Defaults: - alpha=1.0, selection=cyclic - random_state=42

elasticnet_regression

Backed by sklearn.linear_model.ElasticNet.

Defaults: - alpha=1.0, l1_ratio=0.5 - selection=cyclic, random_state=42

random_forest_regressor

Backed by sklearn.ensemble.RandomForestRegressor.

Defaults include:

  • n_estimators=50, max_depth=10
  • min_samples_split=5, min_samples_leaf=2
  • n_jobs=-1, random_state=42

svr

Backed by sklearn.svm.SVR.

Defaults: - C=1.0, kernel=rbf, gamma=scale

k_neighbors_regressor

Backed by sklearn.neighbors.KNeighborsRegressor.

Defaults: - n_neighbors=5, weights=uniform - algorithm=auto, n_jobs=-1

decision_tree_regressor

Backed by sklearn.tree.DecisionTreeRegressor.

Defaults: - max_depth=None, min_samples_split=2 - criterion=squared_error, random_state=42

gradient_boosting_regressor

Backed by sklearn.ensemble.GradientBoostingRegressor.

Defaults: - n_estimators=100, learning_rate=0.1 - max_depth=3, random_state=42

adaboost_regressor

Backed by sklearn.ensemble.AdaBoostRegressor.

Defaults: - n_estimators=50, learning_rate=1.0 - random_state=42

xgboost_regressor

Backed by xgboost.XGBRegressor.

Defaults: - n_estimators=100, max_depth=6 - learning_rate=0.3, n_jobs=-1 - random_state=42

Hyperparameter tuning

hyperparameter_tuner

This mode wraps a base model and performs search.

Config:

  • type: hyperparameter_tuner
  • base_model: dict with a supported base model type (e.g., logistic regression)
  • tuning options such as:
  • strategy: grid | random | halving_grid | halving_random | optuna (availability depends on installed packages)
  • search_space: dict of parameter → list/range
  • metric: e.g., accuracy, f1, roc_auc, rmse, r2
  • cv_enabled, cv_type, cv_folds, random_state

Learned params:

  • a tuple (best_model, tuning_result) where best_model is a fitted estimator.

Cross-validation

StatefulEstimator.cross_validate() can perform CV on the train split and returns aggregated fold metrics.

Five CV methods are supported:

Key Strategy Notes
k_fold K-Fold Default.

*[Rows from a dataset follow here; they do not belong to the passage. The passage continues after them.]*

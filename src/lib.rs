//! macsift - deterministic forensic artifact extraction for macOS Notes
//!
//! The core is a single SQLite plugin inside a larger artifact-extraction
//! framework. Database access, query execution, plugin discovery and record
//! persistence are external collaborators reached through the traits in
//! `query`, `row` and `sink`.

pub mod artifact;
pub mod observability;
pub mod plugin;
pub mod plugins;
pub mod query;
pub mod row;
pub mod sanitize;
pub mod schema;
pub mod sink;
pub mod time;
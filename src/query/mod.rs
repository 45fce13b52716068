//! Query declaration and execution seam
//!
//! The core declares what to run (`QueryDescriptor`) and consumes the
//! resulting rows; actually opening the database and executing SQL belongs
//! to the `QuerySource` collaborator.

mod descriptor;
mod source;

pub use descriptor::QueryDescriptor;
pub use source::QuerySource;
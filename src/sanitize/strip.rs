//! Line-oriented removal of structural tags

use std::sync::OnceLock;

use regex::Regex;

static TAG_LINE: OnceLock<Regex> = OnceLock::new();

/// Matches an opening or closing tag of a purely structural element,
/// through the last `>` on its line, plus the trailing line break.
///
/// Removal is intentionally textual and line-oriented rather than a tree
/// rewrite. Two consequences are accepted: the `b` alternative also strips
/// prefixed tags such as `<br>` and `<blockquote>`, and text content that
/// itself contains angle brackets can be over-stripped.
fn tag_line() -> &'static Regex {
    TAG_LINE.get_or_init(|| {
        Regex::new(r"</?(?:div|body|span|b|table|tr|td|tbody|p).*>\n?")
            .expect("structural tag pattern is valid")
    })
}

/// Strips allow-listed structural tags from prettified markup, keeping the
/// enclosed text. Tags outside the allow-list (links, images, ...) stay in
/// place; that is documented behavior, not a defect.
pub fn strip_structural_tags(pretty: &str) -> String {
    tag_line().replace_all(pretty, "").into_owned()
}

#[cfg(test)]
mod tests {
    use super::*;

    #[test]
    fn test_structural_tags_removed() {
        let pretty = "<body>\n <div>\n  text\n </div>\n</body>\n";
        assert_eq!(strip_structural_tags(pretty), "   text\n ");
    }

    #[test]
    fn test_tags_with_attributes_removed() {
        let pretty = "<div style=\"font: sans\">\n text\n</div>\n";
        assert_eq!(strip_structural_tags(pretty), " text\n");
    }

    #[test]
    fn test_anchor_tag_survives() {
        let pretty = "<a href=\"http://example.com\">\n link\n</a>\n";
        assert_eq!(strip_structural_tags(pretty), pretty);
    }

    #[test]
    fn test_br_is_stripped_by_the_b_prefix() {
        assert_eq!(strip_structural_tags("<br>\n"), "");
    }
}
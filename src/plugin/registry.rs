//! Explicit startup-time plugin registry

use std::collections::BTreeMap;

use super::{PluginError, PluginResult, SqlitePlugin};

/// Maps plugin names to their implementations.
///
/// Built once at startup by the host; read-only afterwards.
#[derive(Default)]
pub struct PluginRegistry {
    plugins: BTreeMap<&'static str, Box<dyn SqlitePlugin>>,
}

impl PluginRegistry {
    /// Creates an empty registry.
    pub fn new() -> Self {
        Self::default()
    }

    /// Registers a plugin under its own name.
    pub fn register(&mut self, plugin: Box<dyn SqlitePlugin>) -> PluginResult<()> {
        let name = plugin.name();
        if self.plugins.contains_key(name) {
            return Err(PluginError::DuplicateName(name.to_string()));
        }
        self.plugins.insert(name, plugin);
        Ok(())
    }

    /// Looks a plugin up by name.
    pub fn get(&self, name: &str) -> Option<&dyn SqlitePlugin> {
        self.plugins.get(name).map(Box::as_ref)
    }

    /// Registered names in deterministic order.
    pub fn names(&self) -> Vec<&'static str> {
        self.plugins.keys().copied().collect()
    }

    /// Iterates the registered plugins in name order.
    pub fn iter(&self) -> impl Iterator<Item = &dyn SqlitePlugin> {
        self.plugins.values().map(Box::as_ref)
    }

    /// Number of registered plugins.
    pub fn len(&self) -> usize {
        self.plugins.len()
    }

    /// Returns true when no plugin is registered.
    pub fn is_empty(&self) -> bool {
        self.plugins.is_empty()
    }
}
//! Timestamped events derived from an artifact record

use std::fmt;
use std::sync::Arc;

use chrono::{DateTime, Utc};
use serde::{Deserialize, Serialize};

use super::ArtifactRecord;

/// What a timestamp on a record means.
#[derive(Debug, Clone, Copy, PartialEq, Eq, Serialize, Deserialize)]
pub enum EventKind {
    /// The note was created at this instant
    Creation,
    /// The note was last edited at this instant
    LastModified,
}

impl EventKind {
    /// Returns the label used by downstream sinks.
    pub fn as_str(&self) -> &'static str {
        match self {
            EventKind::Creation => "Creation Time",
            EventKind::LastModified => "Last Modified Time",
        }
    }
}

impl fmt::Display for EventKind {
    fn fmt(&self, f: &mut fmt::Formatter<'_>) -> fmt::Result {
        write!(f, "{}", self.as_str())
    }
}

/// An absolute instant attached to an artifact record.
///
/// The record is shared, not owned: a creation and a last-modified event
/// for the same note back the same `ArtifactRecord`.
#[derive(Debug, Clone)]
pub struct TimestampedEvent {
    /// Absolute, timezone-agnostic instant
    pub instant: DateTime<Utc>,
    /// Meaning of the instant
    pub kind: EventKind,
    /// The originating record
    pub record: Arc<ArtifactRecord>,
}

impl TimestampedEvent {
    /// Creates a new event referencing `record`.
    pub fn new(instant: DateTime<Utc>, kind: EventKind, record: Arc<ArtifactRecord>) -> Self {
        Self {
            instant,
            kind,
            record,
        }
    }
}

#[cfg(test)]
mod tests {
    use super::*;
    use chrono::TimeZone;

    #[test]
    fn test_kind_labels() {
        assert_eq!(EventKind::Creation.as_str(), "Creation Time");
        assert_eq!(EventKind::LastModified.as_str(), "Last Modified Time");
        assert_eq!(format!("{}", EventKind::Creation), "Creation Time");
    }

    #[test]
    fn test_record_shared_between_events() {
        let record = Arc::new(ArtifactRecord::new(None, "<body></body>", ""));
        let instant = Utc.with_ymd_and_hms(2021, 3, 4, 5, 6, 7).unwrap();

        let created = TimestampedEvent::new(instant, EventKind::Creation, Arc::clone(&record));
        let modified = TimestampedEvent::new(instant, EventKind::LastModified, Arc::clone(&record));

        assert!(Arc::ptr_eq(&created.record, &modified.record));
        assert_eq!(Arc::strong_count(&record), 3);
    }
}
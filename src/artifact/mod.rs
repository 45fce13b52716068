//! Artifact data model
//!
//! One `ArtifactRecord` is produced per source row; up to two
//! `TimestampedEvent`s reference it. Records and events are created and
//! consumed within a single row's processing and handed to the sink.

mod event;
mod record;

pub use event::{EventKind, TimestampedEvent};
pub use record::ArtifactRecord;
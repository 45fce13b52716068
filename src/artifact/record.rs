//! Normalized representation of one extracted note

use serde::{Deserialize, Serialize};

/// A single note extracted from the database.
///
/// `raw_markup` is retained unmodified for provenance; `plain_text` is
/// derived deterministically and solely from it.
#[derive(Debug, Clone, PartialEq, Eq, Serialize, Deserialize)]
pub struct ArtifactRecord {
    /// Note title, absent when the source column is null
    pub title: Option<String>,
    /// Original markup blob as stored in the database
    pub raw_markup: String,
    /// Sanitized rendering of `raw_markup`
    pub plain_text: String,
}

impl ArtifactRecord {
    /// Creates a new record.
    pub fn new(
        title: Option<String>,
        raw_markup: impl Into<String>,
        plain_text: impl Into<String>,
    ) -> Self {
        Self {
            title,
            raw_markup: raw_markup.into(),
            plain_text: plain_text.into(),
        }
    }
}
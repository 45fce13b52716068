//! Schema error types
//!
//! Only one condition is an error at this layer: a required table missing
//! from the source database. It is fatal to the affected plugin instance
//! alone; other plugins in the host framework are unaffected.

use thiserror::Error;

/// Result type for schema operations
pub type SchemaResult<T> = Result<T, SchemaError>;

/// Schema pre-flight errors
#[derive(Debug, Clone, PartialEq, Eq, Error)]
pub enum SchemaError {
    /// A table the plugin's query joins against does not exist
    #[error("required table '{0}' is missing from the database")]
    MissingRequiredTable(String),
}
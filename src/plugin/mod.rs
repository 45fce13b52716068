//! Plugin capability interface, registry and runner
//!
//! A plugin is declarative metadata (name, description, required tables,
//! queries, expected schema) plus one row handler. Plugins are registered
//! explicitly at startup; there is no hidden global registration state.

mod errors;
mod registry;
mod runner;

pub use errors::{PluginError, PluginResult};
pub use registry::PluginRegistry;
pub use runner::{PluginRunner, RunSummary};

use crate::query::QueryDescriptor;
use crate::row::{RowAccess, RowResult};
use crate::schema::SchemaDescriptor;
use crate::sink::ArtifactSink;

/// Capability interface every SQLite extraction plugin implements.
///
/// Row handling carries no cross-row state: each row is processed
/// independently, so a caller may fan rows out across threads as long as
/// sink emission is serialized on its side.
pub trait SqlitePlugin: Send + Sync {
    /// Unique plugin name.
    fn name(&self) -> &'static str;

    /// Human-readable description.
    fn description(&self) -> &'static str;

    /// Tables that must exist for this plugin to run at all.
    fn required_tables(&self) -> &'static [&'static str];

    /// Queries the execution collaborator runs on this plugin's behalf.
    fn queries(&self) -> &[QueryDescriptor];

    /// Expected table layout for pre-flight compatibility checking.
    fn schema(&self) -> &SchemaDescriptor;

    /// Transforms one result row into zero or more emitted events.
    ///
    /// Implementations must read and validate every required column before
    /// emitting anything, so a failed row leaves the sink untouched.
    fn handle_row(
        &self,
        query: &QueryDescriptor,
        row: &dyn RowAccess,
        sink: &mut dyn ArtifactSink,
    ) -> RowResult<()>;
}
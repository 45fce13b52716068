//! Built-in extraction plugins

mod mac_notes;

pub use mac_notes::MacNotesPlugin;

use crate::plugin::PluginRegistry;

/// Builds a registry holding every built-in plugin.
pub fn builtin_registry() -> PluginRegistry {
    let mut registry = PluginRegistry::new();
    registry
        .register(Box::new(MacNotesPlugin::new()))
        .expect("built-in plugin names are unique");
    registry
}
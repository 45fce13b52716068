//! Query-execution collaborator interface

use crate::row::RowAccess;

use super::QueryDescriptor;

/// External collaborator that executes declared queries against the source
/// database.
///
/// Row iteration is lazy, pull-based and synchronous; the core never
/// performs I/O itself. Implementations must also expose the live schema
/// text per table for pre-flight compatibility checking.
pub trait QuerySource {
    /// Names of the tables present in the database.
    fn table_names(&self) -> Vec<String>;

    /// The `CREATE TABLE` text for `table`, if the table exists.
    fn table_schema(&self, table: &str) -> Option<String>;

    /// Executes `query` and yields its rows one at a time.
    fn execute<'a>(
        &'a self,
        query: &QueryDescriptor,
    ) -> Box<dyn Iterator<Item = Box<dyn RowAccess>> + 'a>;
}
use std::path::PathBuf;

use thiserror::Error;

use pcd_filter::FilterError;
use pcd_store::StoreError;

#[derive(Debug, Error)]
pub enum CliError {
    #[error(transparent)]
    Store(#[from] StoreError),

    #[error(transparent)]
    Filter(#[from] FilterError),

    #[error("invalid glob pattern: {0}")]
    Pattern(#[from] glob::PatternError),

    #[error(transparent)]
    Glob(#[from] glob::GlobError),

    #[error("failed to serialize report: {0}")]
    Json(#[from] serde_json::Error),

    #[error("{}: {source}", path.display())]
    Io {
        path: PathBuf,
        #[source]
        source: std::io::Error,
    },

    #[error("failed to build worker pool: {0}")]
    ThreadPool(#[from] rayon::ThreadPoolBuildError),

    #[error("{} is not inside {}", file.display(), root.display())]
    OutsideInput { file: PathBuf, root: PathBuf },

    #[error("no LAS/LAZ files found under {}", .0.display())]
    NoInput(PathBuf),
}
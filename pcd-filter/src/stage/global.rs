use pcd_core::pointcloud::point::PointCloud;

use super::{FilterStage, StageContext, StageKind};
use crate::{error::FilterError, sigma_clip::GlobalOutlierRejector};

pub struct GlobalRejectionStage {
    rejector: GlobalOutlierRejector,
}

impl GlobalRejectionStage {
    pub fn new(rejector: GlobalOutlierRejector) -> Self {
        Self { rejector }
    }
}

impl FilterStage for GlobalRejectionStage {
    fn kind(&self) -> StageKind {
        StageKind::GlobalRejection
    }

    fn apply(
        &self,
        point_cloud: PointCloud,
        ctx: &mut StageContext<'_>,
    ) -> Result<PointCloud, FilterError> {
        let outcome = self.rejector.apply(point_cloud, ctx.token)?;
        log::debug!(
            "global rejection removed {} points in {} passes (converged: {})",
            outcome.removed,
            outcome.iterations,
            outcome.converged
        );
        Ok(outcome.cloud)
    }
}
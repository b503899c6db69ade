//! Nearest-neighbour queries over the planar projection of a cloud.

use rstar::{PointDistance, RTree, RTreeObject, AABB};

use pcd_core::pointcloud::point::PointCloud;

/// A planar coordinate tagged with its position in the source cloud.
#[derive(Debug, Clone, Copy)]
struct IndexedPoint {
    xy: [f64; 2],
    index: usize,
}

impl RTreeObject for IndexedPoint {
    type Envelope = AABB<[f64; 2]>;

    fn envelope(&self) -> Self::Envelope {
        AABB::from_point(self.xy)
    }
}

impl PointDistance for IndexedPoint {
    fn distance_2(&self, point: &[f64; 2]) -> f64 {
        let dx = self.xy[0] - point[0];
        let dy = self.xy[1] - point[1];
        dx * dx + dy * dy
    }
}

#[derive(Debug, Clone, Copy, PartialEq)]
pub struct Neighbor {
    pub index: usize,
    pub distance: f64,
}

/// R-tree over `(x, y)` built once per cloud.
pub struct SpatialIndex {
    tree: RTree<IndexedPoint>,
}

impl SpatialIndex {
    pub fn new(point_cloud: &PointCloud) -> Self {
        let indexed: Vec<IndexedPoint> = point_cloud
            .points
            .iter()
            .enumerate()
            .map(|(index, p)| IndexedPoint {
                xy: p.planar(),
                index,
            })
            .collect();

        Self {
            tree: RTree::bulk_load(indexed),
        }
    }

    pub fn len(&self) -> usize {
        self.tree.size()
    }

    pub fn is_empty(&self) -> bool {
        self.tree.size() == 0
    }

    /// The `k` nearest points to `query`, closest first.
    ///
    /// Equal distances are ordered by index, including at the cut-off, so
    /// the result does not depend on the tree layout. `k` is clamped to the
    /// number of indexed points.
    pub fn nearest(&self, query: [f64; 2], k: usize) -> Vec<Neighbor> {
        let k = k.min(self.len());
        if k == 0 {
            return Vec::new();
        }

        // Pull candidates until the k-th distance is passed so that every
        // point tied with the k-th one competes on index.
        let mut candidates: Vec<(f64, usize)> = Vec::with_capacity(k + 4);
        for item in self.tree.nearest_neighbor_iter(&query) {
            let d2 = item.distance_2(&query);
            if candidates.len() >= k && d2 > candidates[k - 1].0 {
                break;
            }
            candidates.push((d2, item.index));
        }

        candidates.sort_by(|a, b| a.0.total_cmp(&b.0).then(a.1.cmp(&b.1)));
        candidates.truncate(k);
        candidates
            .into_iter()
            .map(|(d2, index)| Neighbor {
                index,
                distance: d2.sqrt(),
            })
            .collect()
    }
}
use pcd_core::pointcloud::point::PointCloud;

use super::{FilterStage, StageContext, StageKind};
use crate::{
    error::{FilterError, FilterWarning},
    grid::GridSurfaceEstimator,
    interpolation::SurfaceInterpolator,
    residual::ResidualFilter,
};

/// Grid estimate, interpolated surface, then residual rejection.
pub struct LocalSurfaceStage {
    estimator: GridSurfaceEstimator,
    residual: ResidualFilter,
}

impl LocalSurfaceStage {
    pub fn new(estimator: GridSurfaceEstimator, residual: ResidualFilter) -> Self {
        Self {
            estimator,
            residual,
        }
    }
}

impl FilterStage for LocalSurfaceStage {
    fn kind(&self) -> StageKind {
        StageKind::LocalFiltering
    }

    fn apply(
        &self,
        point_cloud: PointCloud,
        ctx: &mut StageContext<'_>,
    ) -> Result<PointCloud, FilterError> {
        if point_cloud.is_empty() {
            return Ok(point_cloud);
        }

        if let Some(detail) = collinear_support(&point_cloud) {
            ctx.warn(FilterWarning::DegenerateGeometry { detail });
            ctx.warn(FilterWarning::NoValidPrediction {
                points: point_cloud.len(),
            });
            return Ok(point_cloud);
        }

        let Some(surface) = self
            .estimator
            .estimate(&point_cloud, ctx.token, &mut ctx.warnings)?
        else {
            return Ok(point_cloud);
        };

        let interpolator = SurfaceInterpolator::new(surface);
        if interpolator.triangle_count() == 0 {
            ctx.warn(FilterWarning::DegenerateGeometry {
                detail: format!(
                    "{} grid nodes per axis cannot be triangulated",
                    self.estimator.resolution
                ),
            });
        }

        ctx.token.check()?;
        let predictions = interpolator.predict_or_observed(&point_cloud);
        if predictions.defined == 0 {
            // every residual would be zero
            ctx.warn(FilterWarning::NoValidPrediction {
                points: point_cloud.len(),
            });
            return Ok(point_cloud);
        }
        log::debug!(
            "surface predicted {} of {} points",
            predictions.defined,
            point_cloud.len()
        );

        let (filtered, stats) = self.residual.apply(point_cloud, &predictions.values);
        if stats.is_degenerate() && stats.rejected > 0 {
            ctx.warn(FilterWarning::DegenerateResiduals {
                residual: stats.mean,
                rejected: stats.rejected,
            });
        }
        log::debug!(
            "residual sigma {:.4}, threshold {:.4}, rejected {}",
            stats.sigma,
            stats.threshold,
            stats.rejected
        );

        Ok(filtered)
    }
}

/// Describes why the planar support cannot carry a surface, if it cannot.
///
/// Points that all lie on one line (including a single location) give no
/// triangle with positive area, so no local prediction is possible.
fn collinear_support(point_cloud: &PointCloud) -> Option<String> {
    let origin = point_cloud.points.first()?.planar();
    let offset = |xy: [f64; 2]| [xy[0] - origin[0], xy[1] - origin[1]];

    let far = point_cloud
        .points
        .iter()
        .map(|p| offset(p.planar()))
        .max_by(|a, b| norm2(*a).total_cmp(&norm2(*b)))?;
    let length = norm2(far).sqrt();
    if length == 0.0 {
        return Some(format!(
            "all {} points share one planar location",
            point_cloud.len()
        ));
    }

    let tolerance = length * 1e-9;
    let spread = point_cloud
        .points
        .iter()
        .map(|p| {
            let d = offset(p.planar());
            (far[0] * d[1] - far[1] * d[0]).abs() / length
        })
        .fold(0.0_f64, f64::max);

    (spread <= tolerance).then(|| format!("all {} points are collinear", point_cloud.len()))
}

fn norm2(v: [f64; 2]) -> f64 {
    v[0] * v[0] + v[1] * v[1]
}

Shuffled.
stratified_k_fold Stratified K-Fold Preserves class distribution (classification). Falls back to K-Fold for regression.
shuffle_split Shuffle Split Random 80/20 splits; samples may repeat across folds.
time_series_split Time Series Split Expanding window. Auto-sorts by datetime column if cv_time_column is set.
nested_cv Nested CV Outer loop evaluates generalization; inner 3-fold loop checks HP stability. With advanced tuning, post-tuning eval auto-downgrades to stratified_k_fold/k_fold since the inner loop already ran during the search.

Config keys: cv_enabled, cv_type, cv_folds, cv_time_column.

See the Cross-Validation Guide for details.

Note: SkyulfPipeline performs modeling through the same building blocks (a calculator + applier); StatefulEstimator is the lightweight wrapper exposed for low-level usage.